Friday, December 18, 2009

Pope ‘won't stay at Buckingham Palace during UK visit’


During the first visit by a pontiff in almost 30 years, Pope Benedict XVI will also decline to attend a state dinner with the Queen and other dignitaries as well as open-carriage procession, a Scottish MP claimed.

It is understood that Pope Benedict will stay at the Ambassador to the Court of St James, the Apostolic Nunciature in Wimbledon rather than at Buckingham Palace during his visit from 16 to 19 September, The Tablet, the Catholic weekly, reported.
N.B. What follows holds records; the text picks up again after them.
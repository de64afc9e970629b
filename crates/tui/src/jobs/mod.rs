//! Jobs list view model: query state, facets, filtering, and empty states.
//!
//! Everything here is synchronous and free of terminal or network concerns,
//! so the app state machine and tests drive it directly.

pub mod facets;
pub mod list_state;
pub mod query;
pub mod view;

pub use facets::{FacetKind, FacetOption, FacetPanel};
pub use list_state::{EmptyState, ErrorAction, ErrorPanel, JobsListState};
pub use query::JobsQuery;
pub use view::{JobListView, JobRow};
Jim Murphy, a Catholic MP who is Secretary of State for Scotland and heads the government team in charge of the visit, said that while it would have the status of a state visit, the Vatican did not want the trappings that accompany such a visit.
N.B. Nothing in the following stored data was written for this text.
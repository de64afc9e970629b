//! Configuration loader builder implementation.
//!
//! Responsibilities:
//! - Provide a builder-pattern `ConfigLoader` for hierarchical configuration merging.
//! - Support loading from the JSON config file, environment variables, and direct builder methods.
//! - Validate and build the final `Config`.
//!
//! Does NOT handle:
//! - Direct environment variable parsing logic (delegated to env.rs).
//! - Config file loading logic (delegated to file.rs).
//!
//! Invariants / Assumptions:
//! - Precedence, lowest first: defaults, config file, `.env`, environment, builder methods.
//! - `load_dotenv()` must be called explicitly to enable `.env` file loading.
//! - The `DOTENV_DISABLED` variable is checked before `dotenvy::dotenv()` is called.

use secrecy::SecretString;
use std::path::PathBuf;
use std::time::Duration;

use super::env::apply_env;
use super::error::ConfigError;
use super::file::apply_file;
use crate::constants::{
    DEFAULT_JOBS_PAGE_SIZE, DEFAULT_MAX_RETRIES, DEFAULT_NOMAD_ADDR,
    DEFAULT_REFRESH_INTERVAL_SECS, DEFAULT_RETRY_BASE_DELAY_MS, DEFAULT_TIMEOUT_SECS,
    MAX_JOBS_PAGE_SIZE, MAX_MAX_RETRIES, MAX_REFRESH_INTERVAL_SECS, MAX_TIMEOUT_SECS,
};
use crate::types::{AuthConfig, Config, ConnectionConfig, JobsListConfig};

/// Configuration loader that merges defaults, the config file, and the environment.
#[derive(Debug, Default)]
pub struct ConfigLoader {
    address: Option<String>,
    token: Option<SecretString>,
    namespace: Option<String>,
    skip_verify: Option<bool>,
    timeout: Option<Duration>,
    max_retries: Option<usize>,
    retry_base_delay: Option<Duration>,
    page_size: Option<usize>,
    auto_refresh: Option<bool>,
    refresh_interval: Option<Duration>,
    config_path: Option<PathBuf>,
}

impl ConfigLoader {
    /// Create a new configuration loader.
    pub fn new() -> Self {
        Self::default()
    }

    /// Check if dotenv loading is disabled via environment variable.
    fn dotenv_disabled() -> bool {
        matches!(
            std::env::var("DOTENV_DISABLED").ok().as_deref(),
            Some("true") | Some("1")
        )
    }

    /// Load environment variables from .env file if present.
    ///
    /// If `DOTENV_DISABLED` environment variable is set to "true" or "1",
    /// the .env file will not be loaded (useful for testing).
    ///
    /// # Errors
    ///
    /// Returns an error if:
    /// - The `.env` file exists but has invalid syntax (`ConfigError::DotenvParse`)
    /// - The `.env` file exists but cannot be read due to I/O errors (`ConfigError::DotenvIo`)
    ///
    /// Missing `.env` files are silently ignored (returns `Ok(self)`).
    pub fn load_dotenv(self) -> Result<Self, ConfigError> {
        if Self::dotenv_disabled() {
            return Ok(self);
        }

        match dotenvy::dotenv() {
            Ok(_) => Ok(self),
            Err(e) if Self::is_not_found(&e) => Ok(self),
            Err(dotenvy::Error::LineParse(_, idx)) => {
                Err(ConfigError::DotenvParse { error_index: idx })
            }
            Err(dotenvy::Error::Io(io_err)) => Err(ConfigError::DotenvIo {
                kind: io_err.kind(),
            }),
            Err(_) => Err(ConfigError::DotenvUnknown),
        }
    }

    fn is_not_found(err: &dotenvy::Error) -> bool {
        matches!(
            err,
            dotenvy::Error::Io(io_err) if io_err.kind() == std::io::ErrorKind::NotFound
        )
    }

    /// Override the config file path. An explicit path must exist.
    pub fn with_config_path(mut self, path: PathBuf) -> Self {
        self.config_path = Some(path);
        self
    }

    /// Read configuration from the JSON config file.
    pub fn from_file(mut self) -> Result<Self, ConfigError> {
        apply_file(&mut self)?;
        Ok(self)
    }

    /// Read configuration from environment variables.
    ///
    /// Environment variables take precedence over config file settings.
    pub fn from_env(mut self) -> Result<Self, ConfigError> {
        apply_env(&mut self)?;
        Ok(self)
    }

    /// Set the Nomad agent address.
    pub fn with_address(mut self, address: String) -> Self {
        self.address = Some(address);
        self
    }

    /// Set the ACL token.
    pub fn with_token(mut self, token: String) -> Self {
        self.token = Some(SecretString::new(token.into()));
        self
    }

    /// Set the default namespace.
    pub fn with_namespace(mut self, namespace: String) -> Self {
        self.namespace = Some(namespace);
        self
    }

    /// Set whether to skip TLS verification.
    pub fn with_skip_verify(mut self, skip: bool) -> Self {
        self.skip_verify = Some(skip);
        self
    }

    /// Set the request timeout.
    pub fn with_timeout(mut self, timeout: Duration) -> Self {
        self.timeout = Some(timeout);
        self
    }

    /// Set the maximum number of retries.
    pub fn with_max_retries(mut self, retries: usize) -> Self {
        self.max_retries = Some(retries);
        self
    }

    /// Set the base delay of the retry backoff.
    pub fn with_retry_base_delay(mut self, delay: Duration) -> Self {
        self.retry_base_delay = Some(delay);
        self
    }

    /// Set the jobs list page size.
    pub fn with_page_size(mut self, page_size: usize) -> Self {
        self.page_size = Some(page_size);
        self
    }

    /// Enable or disable jobs list auto-refresh.
    pub fn with_auto_refresh(mut self, enabled: bool) -> Self {
        self.auto_refresh = Some(enabled);
        self
    }

    /// Set the auto-refresh interval.
    pub fn with_refresh_interval(mut self, interval: Duration) -> Self {
        self.refresh_interval = Some(interval);
        self
    }

    /// Build the final configuration.
    pub fn build(self) -> Result<Config, ConfigError> {
        let address = validate_and_normalize_address(
            self.address.as_deref().unwrap_or(DEFAULT_NOMAD_ADDR),
        )?;

        let connection = ConnectionConfig {
            address,
            namespace: self.namespace.filter(|ns| !ns.trim().is_empty()),
            skip_verify: self.skip_verify.unwrap_or(false),
            timeout: self
                .timeout
                .unwrap_or(Duration::from_secs(DEFAULT_TIMEOUT_SECS)),
            max_retries: self.max_retries.unwrap_or(DEFAULT_MAX_RETRIES),
            retry_base_delay: self
                .retry_base_delay
                .unwrap_or(Duration::from_millis(DEFAULT_RETRY_BASE_DELAY_MS)),
        };

        let jobs = JobsListConfig {
            page_size: self.page_size.unwrap_or(DEFAULT_JOBS_PAGE_SIZE),
            auto_refresh: self.auto_refresh.unwrap_or(false),
            refresh_interval: self
                .refresh_interval
                .unwrap_or(Duration::from_secs(DEFAULT_REFRESH_INTERVAL_SECS)),
        };

        Self::validate_connection(&connection)?;
        Self::validate_jobs(&jobs)?;

        Ok(Config {
            connection,
            auth: AuthConfig { token: self.token },
            jobs,
        })
    }

    fn validate_connection(connection: &ConnectionConfig) -> Result<(), ConfigError> {
        let timeout_secs = connection.timeout.as_secs();
        if timeout_secs == 0 {
            return Err(ConfigError::InvalidTimeout {
                message: "timeout must be greater than 0 seconds".to_string(),
            });
        }
        if timeout_secs > MAX_TIMEOUT_SECS {
            return Err(ConfigError::InvalidTimeout {
                message: format!(
                    "timeout exceeds maximum allowed value of {MAX_TIMEOUT_SECS} seconds"
                ),
            });
        }
        if connection.max_retries > MAX_MAX_RETRIES {
            return Err(ConfigError::InvalidMaxRetries {
                message: format!("max retries must not exceed {MAX_MAX_RETRIES}"),
            });
        }
        Ok(())
    }

    fn validate_jobs(jobs: &JobsListConfig) -> Result<(), ConfigError> {
        if jobs.page_size == 0 || jobs.page_size > MAX_JOBS_PAGE_SIZE {
            return Err(ConfigError::InvalidPageSize {
                message: format!(
                    "page size must be between 1 and {MAX_JOBS_PAGE_SIZE}, got {}",
                    jobs.page_size
                ),
            });
        }
        let interval_secs = jobs.refresh_interval.as_secs();
        if interval_secs == 0 || interval_secs > MAX_REFRESH_INTERVAL_SECS {
            return Err(ConfigError::InvalidRefreshInterval {
                message: format!(
                    "refresh interval must be between 1 and {MAX_REFRESH_INTERVAL_SECS} seconds"
                ),
            });
        }
        Ok(())
    }

    // Internal accessor methods for use by other loader modules

    pub(crate) fn config_path(&self) -> Option<&PathBuf> {
        self.config_path.as_ref()
    }

    pub(crate) fn set_address(&mut self, address: Option<String>) {
        self.address = address;
    }

    pub(crate) fn set_token(&mut self, token: Option<SecretString>) {
        self.token = token;
    }

    pub(crate) fn set_namespace(&mut self, namespace: Option<String>) {
        self.namespace = namespace;
    }

    pub(crate) fn set_skip_verify(&mut self, skip: Option<bool>) {
        self.skip_verify = skip;
    }

    pub(crate) fn set_timeout(&mut self, timeout: Option<Duration>) {
        self.timeout = timeout;
    }

    pub(crate) fn set_max_retries(&mut self, retries: Option<usize>) {
        self.max_retries = retries;
    }

    pub(crate) fn set_page_size(&mut self, page_size: Option<usize>) {
        self.page_size = page_size;
    }

    pub(crate) fn set_auto_refresh(&mut self, enabled: Option<bool>) {
        self.auto_refresh = enabled;
    }

    pub(crate) fn set_refresh_interval(&mut self, interval: Option<Duration>) {
        self.refresh_interval = interval;
    }
}

/// Validates and normalizes a Nomad agent address.
///
/// Validation rules:
/// - Trim surrounding whitespace
/// - Parse as an absolute URL with an http or https scheme and a host
/// - Normalize by stripping the trailing slash
fn validate_and_normalize_address(raw: &str) -> Result<String, ConfigError> {
    let trimmed = raw.trim();

    let parsed = url::Url::parse(trimmed).map_err(|e| ConfigError::InvalidAddress {
        address: trimmed.to_string(),
        message: format!("must be an absolute http(s) URL (e.g. http://127.0.0.1:4646): {e}"),
    })?;

    let scheme = parsed.scheme();
    if scheme != "http" && scheme != "https" {
        return Err(ConfigError::InvalidAddress {
            address: trimmed.to_string(),
            message: format!("scheme must be http or https, got: {scheme}"),
        });
    }

    if parsed.host_str().is_none() {
        return Err(ConfigError::InvalidAddress {
            address: trimmed.to_string(),
            message: "host is required".to_string(),
        });
    }

    Ok(parsed.as_str().trim_end_matches('/').to_string())
}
“It’s a unique constitutional arrangement as the Pope is head of a faith and the head of state,” Mr Murphy, who is leading the government’s planning of the visit, told the paper.
“The official title is ‘papal visit with the status of a state visit’.
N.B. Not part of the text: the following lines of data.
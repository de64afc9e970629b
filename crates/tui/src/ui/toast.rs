//! Toast notifications for transient feedback messages.
//!
//! Toasts stack in the bottom-right corner above the footer and expire after
//! a level-dependent TTL.

use ratatui::{
    Frame,
    layout::{Alignment, Constraint, Direction, Layout, Rect},
    style::{Color, Modifier, Style},
    text::{Line, Span},
    widgets::{Block, Borders, Paragraph, Wrap},
};
use std::time::{Duration, Instant};

use crate::app::{FOOTER_HEIGHT, HEADER_HEIGHT};

/// Severity level for toast notifications.
#[derive(Debug, Clone, Copy, PartialEq, Eq)]
pub enum ToastLevel {
    Info,
    Success,
    Warning,
    Error,
}

impl ToastLevel {
    /// Returns the display label for this level.
    pub fn label(&self) -> &'static str {
        match self {
            Self::Info => "INFO",
            Self::Success => "OK",
            Self::Warning => "WARN",
            Self::Error => "ERR",
        }
    }

    /// Returns the TTL (time-to-live) for this level.
    pub fn ttl(&self) -> Duration {
        match self {
            Self::Info | Self::Success | Self::Warning => Duration::from_secs(5),
            Self::Error => Duration::from_secs(10),
        }
    }

    fn color(&self) -> Color {
        match self {
            Self::Info => Color::Cyan,
            Self::Success => Color::Green,
            Self::Warning => Color::Yellow,
            Self::Error => Color::Red,
        }
    }
}

/// A single toast notification.
#[derive(Debug, Clone)]
pub struct Toast {
    pub message: String,
    pub level: ToastLevel,
    pub created_at: Instant,
    pub ttl: Duration,
}

impl Toast {
    pub fn new(message: String, level: ToastLevel) -> Self {
        Self {
            message,
            level,
            created_at: Instant::now(),
            ttl: level.ttl(),
        }
    }

    /// Returns true if this toast has expired (TTL elapsed).
    pub fn is_expired(&self) -> bool {
        self.created_at.elapsed() >= self.ttl
    }

    pub fn info(message: impl Into<String>) -> Self {
        Self::new(message.into(), ToastLevel::Info)
    }

    pub fn success(message: impl Into<String>) -> Self {
        Self::new(message.into(), ToastLevel::Success)
    }

    pub fn warning(message: impl Into<String>) -> Self {
        Self::new(message.into(), ToastLevel::Warning)
    }

    pub fn error(message: impl Into<String>) -> Self {
        Self::new(message.into(), ToastLevel::Error)
    }
}

/// Maximum number of toasts to display at once.
const MAX_TOASTS: usize = 5;
const TOAST_HEIGHT: u16 = 3;
const TOAST_WIDTH: u16 = 50;

/// Renders the most recent active toasts in the bottom-right corner.
pub fn render_toasts(f: &mut Frame, toasts: &[Toast]) {
    let active: Vec<&Toast> = toasts.iter().filter(|t| !t.is_expired()).collect();
    if active.is_empty() {
        return;
    }
    let skip = active.len().saturating_sub(MAX_TOASTS);
    let active = &active[skip..];

    let total_height = active.len() as u16 * TOAST_HEIGHT;
    let area = f.area();
    if area.height < HEADER_HEIGHT + FOOTER_HEIGHT + total_height + 2
        || area.width < TOAST_WIDTH + 2
    {
        return;
    }

    let toast_area = Rect {
        x: area.width.saturating_sub(TOAST_WIDTH + 2),
        y: area.height.saturating_sub(FOOTER_HEIGHT + total_height + 1),
        width: TOAST_WIDTH,
        height: total_height,
    };

    let chunks = Layout::default()
        .direction(Direction::Vertical)
        .constraints(
            std::iter::repeat_n(Constraint::Length(TOAST_HEIGHT), active.len())
                .collect::<Vec<_>>(),
        )
        .split(toast_area);

    for (toast, chunk) in active.iter().zip(chunks.iter()) {
        render_single_toast(f, toast, *chunk);
    }
}

fn render_single_toast(f: &mut Frame, toast: &Toast, area: Rect) {
    let color = toast.level.color();
    let line = Line::from(vec![
        Span::styled(
            format!(" {} ", toast.level.label()),
            Style::default().fg(color).add_modifier(Modifier::BOLD),
        ),
        Span::raw(toast.message.as_str()),
    ]);

    let paragraph = Paragraph::new(line)
        .block(
            Block::default()
                .borders(Borders::ALL)
                .border_style(Style::default().fg(color)),
        )
        .wrap(Wrap { trim: true })
        .alignment(Alignment::Left);

    f.render_widget(paragraph, area);
}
“Normally state visits include banquets and gold carriages but the Vatican doesn’t want that.”
Pope Benedict XVI's tour would be only the second papal visit since Henry VIII broke with Rome and established the Church of England 475 years ago.

Mr. Murphy confirmed the Pope will spend three days in England and one day in Scotland. It is understood he will avoid visiting Ireland despite pleas from Irish church members, who want him to visit them and apologize in person for decades of child abuse by members of the clergy.


The paper reported a meeting with the Queen, in Scotland, when she holidays at Balmoral, during the Pope’s visit.
The Bishops’ Conference of England and Wales and the Scottish Bishops’ Conference had drawn up an itinerary that was now with the Holy See, he added.

“It’s a pretty imaginative mix of public Masses, ecumenical events and other functions,” he said.
“Obviously, however, it’s up to the Vatican to make the final decision on it.”

Cardinal Keith O’Brien, the Catholic Archbishop of St Andrews and Edinburgh, said: “I am delighted to help provide a place of worship for these traditionalist Anglicans, taking the lead from Pope Benedict XVI and his predecessor Pope John Paul II.”

A series of events over the course of the visit is likely to attract hundreds of thousands of spectators. There are four million Roman Catholics in Britain.